Is this a surmountable problem? In the context of the performance itself, is it a problem in the first place? The Performance only loses it’s context—it’s meaning—through the recording, so when performed I assume the piece works for it’s audience, and only by being mediated does it fail (at least on that front).
So what can be done to regain that context, if that’s all that’s necessary to make the piece work? At a very basic level, the video would need to include a lot of extra information to situate to performance within the social and political milieu, and this information would need to be tailored to a certain extent to the particular audience viewing the piece.
So what can be said about the reaction of the English audience to their work? Many will have no direct knowledge of experience of the situation in Bolivia, thus losing any possibility of an empathetic reaction. The performers at the conference may be able to engender an affective reaction through their engagement with the issues and ability to communicate with their audience.

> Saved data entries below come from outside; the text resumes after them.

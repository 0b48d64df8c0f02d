use serde::Serialize;
use std::time::{SystemTime, UNIX_EPOCH};

/// Body of the `202 Accepted` reply for an enqueued request.
#[derive(Debug, Serialize)]
pub struct QueuedResponse {
    pub status: String,
    pub data: QueuedData,
}

#[derive(Debug, Serialize)]
pub struct QueuedData {
    #[serde(rename = "requestId")]
    pub request_id: String,
    pub message: String,
}

impl QueuedResponse {
    pub fn new(request_id: String) -> Self {
        Self {
            status: "queued".to_string(),
            data: QueuedData {
                request_id,
                message: "Request queued for deferred execution".to_string(),
            },
        }
    }
}

#[derive(Debug, Serialize)]
pub struct ErrorBody {
    pub status: String,
    pub message: String,
}

impl ErrorBody {
    pub fn new(message: String) -> Self {
        Self {
            status: "error".to_string(),
            message,
        }
    }
}

#[derive(Debug, Serialize)]
pub struct HealthResponse {
    pub status: String,
    pub timestamp: u64,
    pub version: String,
    pub redis_connected: bool,
}

impl HealthResponse {
    pub fn healthy(redis_connected: bool) -> Self {
        Self::build("healthy", redis_connected)
    }

    pub fn unhealthy(redis_connected: bool) -> Self {
        Self::build("unhealthy", redis_connected)
    }

    fn build(status: &str, redis_connected: bool) -> Self {
        Self {
            status: status.to_string(),
            timestamp: SystemTime::now()
                .duration_since(UNIX_EPOCH)
                .unwrap_or_default()
                .as_secs(),
            version: env!("CARGO_PKG_VERSION").to_string(),
            redis_connected,
        }
    }
}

So is this particular (lack of) reaction just apathy or a reasonable suspicion of this type of activism? Has performance of this type lost it’s effectiveness in Britain?
And what about it’s status as art? Is that relevant anymore? Does being classed as art neuter the work’s political aspirations? Again, does ‘art’ give the work some caché in Bolivia that is lacking in Britain? Have the British become inured to art? Is art not the place to make any kind of statement, if you want that statement to be taken seriously? Has the avant-garde tradition of épater le bourgeois been emasculated?
It’s very difficult for me to relate to what is undoubtedly a very serious situation in Bolivia. Using performance art to address it leaves me with conflicting emotions – on the one hand I can see that in it’s place it could have been effective; on the other I am repelled by the methods that seem to me to be embarrassingly ineffective. But of course, I am only thinking of them in relation to myself, one person’s reaction. Just because I do not react well, does not prevent the work from being effective with other people. I feel bad for being so negative now. I was being very limited in my thinking. I should ask myself what I would do in this situation.